### EXERCISE DESCRIPTION:
Print each entry below precisely as shown.

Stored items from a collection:

== == ==

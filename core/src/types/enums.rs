use std::fmt;

/// Breast side of a crosswalk row
#[derive(Debug, Clone, Copy, PartialEq, Eq, Hash, PartialOrd, Ord)]
#[cfg_attr(feature = "json", derive(serde::Serialize))]
#[cfg_attr(feature = "json", serde(rename_all = "lowercase"))]
pub enum Laterality {
    Unknown,
    Left,
    Right,
}

impl Laterality {
    /// Parses the `laterality` column (`L`, `R`, or the spelled-out side)
    #[allow(clippy::should_implement_trait)]
    pub fn from_str(s: &str) -> Self {
        match s.trim().to_ascii_uppercase().as_str() {
            "L" | "LEFT" => Laterality::Left,
            "R" | "RIGHT" => Laterality::Right,
            _ => Laterality::Unknown,
        }
    }
}

impl fmt::Display for Laterality {
    fn fmt(&self, f: &mut fmt::Formatter<'_>) -> fmt::Result {
        f.write_str(match self {
            Laterality::Left => "left",
            Laterality::Right => "right",
            Laterality::Unknown => "unknown",
        })
    }
}

/// Acquisition view of a mammogram
///
/// Only the CC and MLO families feed the two trunks of a multi-view network.
/// The other positions are kept so single-view training can still use them.
#[derive(Debug, Clone, Copy, PartialEq, Eq, Hash, PartialOrd, Ord)]
#[cfg_attr(feature = "json", derive(serde::Serialize))]
#[cfg_attr(feature = "json", serde(rename_all = "lowercase"))]
pub enum ViewPosition {
    Unknown,
    Cc,
    Xccl,
    Xccm,
    Mlo,
    Ml,
    Lmo,
    Lm,
    At,
    Cv,
}

// Exact codes and spelled-out names
const ALIASES: &[(&str, ViewPosition)] = &[
    ("cc", ViewPosition::Cc),
    ("cranio-caudal", ViewPosition::Cc),
    ("caudal-cranial", ViewPosition::Cc),
    ("xccl", ViewPosition::Xccl),
    ("xccm", ViewPosition::Xccm),
    ("mlo", ViewPosition::Mlo),
    ("medio-lateral oblique", ViewPosition::Mlo),
    ("ml", ViewPosition::Ml),
    ("medio-lateral", ViewPosition::Ml),
    ("lmo", ViewPosition::Lmo),
    ("latero-medial oblique", ViewPosition::Lmo),
    ("lm", ViewPosition::Lm),
    ("latero-medial", ViewPosition::Lm),
    ("at", ViewPosition::At),
    ("cv", ViewPosition::Cv),
];

// Phrases matched anywhere in the value
const PHRASES: &[(&str, ViewPosition)] = &[
    ("exaggerated laterally", ViewPosition::Xccl),
    ("exaggerated medially", ViewPosition::Xccm),
    ("axillary tail", ViewPosition::At),
    ("cleavage", ViewPosition::Cv),
    ("valley-view", ViewPosition::Cv),
];

impl ViewPosition {
    pub fn is_unknown(&self) -> bool {
        *self == ViewPosition::Unknown
    }

    /// CC input of a multi-view exam
    pub fn is_cc_like(&self) -> bool {
        matches!(
            self,
            ViewPosition::Cc | ViewPosition::Xccl | ViewPosition::Xccm
        )
    }

    /// MLO input of a multi-view exam
    pub fn is_mlo_like(&self) -> bool {
        matches!(
            self,
            ViewPosition::Mlo | ViewPosition::Ml | ViewPosition::Lmo | ViewPosition::Lm
        )
    }

    /// Lowercase crosswalk code, empty for `Unknown`
    pub fn code(&self) -> &'static str {
        ALIASES
            .iter()
            .find(|(_, position)| position == self)
            .map_or("", |&(code, _)| code)
    }

    /// Parses a view code or descriptive view name
    ///
    /// Anything not recognized is `Unknown`.
    #[allow(clippy::should_implement_trait)]
    pub fn from_str(s: &str) -> Self {
        let s = s.trim().to_lowercase();
        ALIASES
            .iter()
            .find(|(alias, _)| *alias == s)
            .or_else(|| PHRASES.iter().find(|(phrase, _)| s.contains(phrase)))
            .map_or(ViewPosition::Unknown, |&(_, position)| position)
    }
}

impl fmt::Display for ViewPosition {
    fn fmt(&self, f: &mut fmt::Formatter<'_>) -> fmt::Result {
        f.write_str(self.code())
    }
}

/// Photometric interpretation of DICOM pixel data
#[derive(Debug, Clone, Copy, PartialEq, Eq, Hash)]
pub enum PhotometricInterpretation {
    Monochrome1,
    Monochrome2,
    /// Color and palette encodings
    Other,
}

impl PhotometricInterpretation {
    pub fn is_monochrome(&self) -> bool {
        !matches!(self, PhotometricInterpretation::Other)
    }

    /// Low values render white and must be flipped before training
    pub fn is_inverted(&self) -> bool {
        matches!(self, PhotometricInterpretation::Monochrome1)
    }

    #[allow(clippy::should_implement_trait)]
    pub fn from_str(s: &str) -> Self {
        match s.trim_end_matches(['\0', ' ']).trim_start() {
            v if v.eq_ignore_ascii_case("MONOCHROME1") => PhotometricInterpretation::Monochrome1,
            v if v.eq_ignore_ascii_case("MONOCHROME2") => PhotometricInterpretation::Monochrome2,
            _ => PhotometricInterpretation::Other,
        }
    }
}

impl fmt::Display for PhotometricInterpretation {
    fn fmt(&self, f: &mut fmt::Formatter<'_>) -> fmt::Result {
        f.write_str(match self {
            PhotometricInterpretation::Monochrome1 => "MONOCHROME1",
            PhotometricInterpretation::Monochrome2 => "MONOCHROME2",
            PhotometricInterpretation::Other => "non-monochrome",
        })
    }
}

== == ==

### COMPLETED EXERCISE:
filename core/src/types/enums.rs
use std::fmt;

/// Breast side of a crosswalk row
#[derive(Debug, Clone, Copy, PartialEq, Eq, Hash, PartialOrd, Ord)]
#[cfg_attr(feature = "json", derive(serde::Serialize))]
#[cfg_attr(feature = "json", serde(rename_all = "lowercase"))]
pub enum Laterality {
    Unknown,
    Left,
    Right,
}

impl Laterality {
    /// Parses the `laterality` column (`L`, `R`, or the spelled-out side)
    #[allow(clippy::should_implement_trait)]
    pub fn from_str(s: &str) -> Self {
        match s.trim().to_ascii_uppercase().as_str() {
            "L" | "LEFT" => Laterality::Left,
            "R" | "RIGHT" => Laterality::Right,
            _ => Laterality::Unknown,
        }
    }
}

impl fmt::Display for Laterality {
    fn fmt(&self, f: &mut fmt::Formatter<'_>) -> fmt::Result {
        f.write_str(match self {
            Laterality::Left => "left",
            Laterality::Right => "right",
            Laterality::Unknown => "unknown",
        })
    }
}

/// Acquisition view of a mammogram
///
/// Only the CC and MLO families feed the two trunks of a multi-view network.
/// The other positions are kept so single-view training can still use them.
#[derive(Debug, Clone, Copy, PartialEq, Eq, Hash, PartialOrd, Ord)]
#[cfg_attr(feature = "json", derive(serde::Serialize))]
#[cfg_attr(feature = "json", serde(rename_all = "lowercase"))]
pub enum ViewPosition {
    Unknown,
    Cc,
    Xccl,
    Xccm,
    Mlo,
    Ml,
    Lmo,
    Lm,
    At,
    Cv,
}

// Exact codes and spelled-out names
const ALIASES: &[(&str, ViewPosition)] = &[
    ("cc", ViewPosition::Cc),
    ("cranio-caudal", ViewPosition::Cc),
    ("caudal-cranial", ViewPosition::Cc),
    ("xccl", ViewPosition::Xccl),
    ("xccm", ViewPosition::Xccm),
    ("mlo", ViewPosition::Mlo),
    ("medio-lateral oblique", ViewPosition::Mlo),
    ("ml", ViewPosition::Ml),
    ("medio-lateral", ViewPosition::Ml),
    ("lmo", ViewPosition::Lmo),
    ("latero-medial oblique", ViewPosition::Lmo),
    ("lm", ViewPosition::Lm),
    ("latero-medial", ViewPosition::Lm),
    ("at", ViewPosition::At),
    ("cv", ViewPosition::Cv),
];

// Phrases matched anywhere in the value
const PHRASES: &[(&str, ViewPosition)] = &[
    ("exaggerated laterally", ViewPosition::Xccl),
    ("exaggerated medially", ViewPosition::Xccm),
    ("axillary tail", ViewPosition::At),
    ("cleavage", ViewPosition::Cv),
    ("valley-view", ViewPosition::Cv),
];

impl ViewPosition {
    pub fn is_unknown(&self) -> bool {
        *self == ViewPosition::Unknown
    }

    /// CC input of a multi-view exam
    pub fn is_cc_like(&self) -> bool {
        matches!(
            self,
            ViewPosition::Cc | ViewPosition::Xccl | ViewPosition::Xccm
        )
    }

    /// MLO input of a multi-view exam
    pub fn is_mlo_like(&self) -> bool {
        matches!(
            self,
            ViewPosition::Mlo | ViewPosition::Ml | ViewPosition::Lmo | ViewPosition::Lm
        )
    }

    /// Lowercase crosswalk code, empty for `Unknown`
    pub fn code(&self) -> &'static str {
        ALIASES
            .iter()
            .find(|(_, position)| position == self)
            .map_or("", |&(code, _)| code)
    }

    /// Parses a view code or descriptive view name
    ///
    /// Anything not recognized is `Unknown`.
    #[allow(clippy::should_implement_trait)]
    pub fn from_str(s: &str) -> Self {
        let s = s.trim().to_lowercase();
        ALIASES
            .iter()
            .find(|(alias, _)| *alias == s)
            .or_else(|| PHRASES.iter().find(|(phrase, _)| s.contains(phrase)))
            .map_or(ViewPosition::Unknown, |&(_, position)| position)
    }
}

impl fmt::Display for ViewPosition {
    fn fmt(&self, f: &mut fmt::Formatter<'_>) -> fmt::Result {
        f.write_str(self.code())
    }
}

/// Photometric interpretation of DICOM pixel data
#[derive(Debug, Clone, Copy, PartialEq, Eq, Hash)]
pub enum PhotometricInterpretation {
    Monochrome1,
    Monochrome2,
    /// Color and palette encodings
    Other,
}

impl PhotometricInterpretation {
    pub fn is_monochrome(&self) -> bool {
        !matches!(self, PhotometricInterpretation::Other)
    }

    /// Low values render white and must be flipped before training
    pub fn is_inverted(&self) -> bool {
        matches!(self, PhotometricInterpretation::Monochrome1)
    }

    #[allow(clippy::should_implement_trait)]
    pub fn from_str(s: &str) -> Self {
        match s.trim_end_matches(['\0', ' ']).trim_start() {
            v if v.eq_ignore_ascii_case("MONOCHROME1") => PhotometricInterpretation::Monochrome1,
            v if v.eq_ignore_ascii_case("MONOCHROME2") => PhotometricInterpretation::Monochrome2,
            _ => PhotometricInterpretation::Other,
        }
    }
}

impl fmt::Display for PhotometricInterpretation {
    fn fmt(&self, f: &mut fmt::Formatter<'_>) -> fmt::Result {
        f.write_str(match self {
            PhotometricInterpretation::Monochrome1 => "MONOCHROME1",
            PhotometricInterpretation::Monochrome2 => "MONOCHROME2",
            PhotometricInterpretation::Other => "non-monochrome",
        })
    }
}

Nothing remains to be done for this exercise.